BrightSource plans to build the first, 100-megawatt power plant for SCE in the Mojave Desert town of Ivanpah, Calif., on land already chosen by BrightSource to build a 300-megawatt power plant for Pacific Gas and Electric (PG&E). Both the SCE and PG&E will purchase electricity from these power plants, which will be owned and operated by BrightSource.

All of these companies are moving through the permitting process to get approval from the California Energy Commission. Approval and construction could begin in early 2010, said Keely Wachs, a spokesman for BrightSource. The company could start building the PG&E project first, and begin construction of the SCE project six to nine months later, Wachs said.

It typically takes about two years to build a 100-megawatt power plant, and the SCE project could come online in 2013. BrightSource expects to complete the rest of the power projects within six to seven years, Wachs said.

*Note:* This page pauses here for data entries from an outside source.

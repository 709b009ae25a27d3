//! Durable audit log for the Talos gateway.
//!
//! The live fan-out in `talos-stream` only makes events *visible*; this
//! crate makes them *durable*. It defines the [`AuditStore`] port the
//! gateway forwards envelopes to, and two adapters:
//!
//! | Adapter | Backing | Use |
//! |---------|---------|-----|
//! | [`MemoryAuditStore`] | process memory | development, tests |
//! | [`SqliteAuditStore`] | SQLite via `talos-db` | single-node deployments |
//!
//! Both adapters share the same semantics: `append` is idempotent by
//! `event_id`, `list` pages newest-first by `(timestamp, event_id)` and
//! returns each page in chronological order, and `stats` aggregates
//! outcomes over a time range in hourly buckets.

mod error;
mod memory;
mod port;
mod sqlite;

pub use error::StoreError;
pub use memory::MemoryAuditStore;
pub use port::{
    AuditStats, AuditStore, EventPage, ListFilter, ListQuery, StatsRange, VolumeBucket,
    DEFAULT_LIST_LIMIT, DENIAL_REASON_KEY,
};
pub use sqlite::SqliteAuditStore;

The Ivanpah site wouldn't be large enough to accommodate the other, 1.8 gigawatts worth of power plants that BrightSource plans to build to sell power to SCE and PG&E. BrightSource's deal with PG&E, announced last April, calls for supplying power from up to 900 megawatts worth of power plants.

BrightSource is considering other locations in the California Mojave Desert, as well as in Mormon Mesa in Nevada to build those additional power plants, Wachs said. Overall, BrightSource is looking at developing land that can accommodate 4.2 gigawatts worth of solar projects.

The deal with BrightSource isn't the first solar-thermal project for SCE. The utility announced last June that it intended to buy power from 245 megawatts worth of power plans to be built and operated by ESolar, a startup company in Pasadena, Calif. (see California to Get More Solar-Thermal).

Wachs declined to disclose the costs of building all these power plants. BrightSource will be looking for money to build these projects, Wachs said. The company raised over $160 million in Series C last year.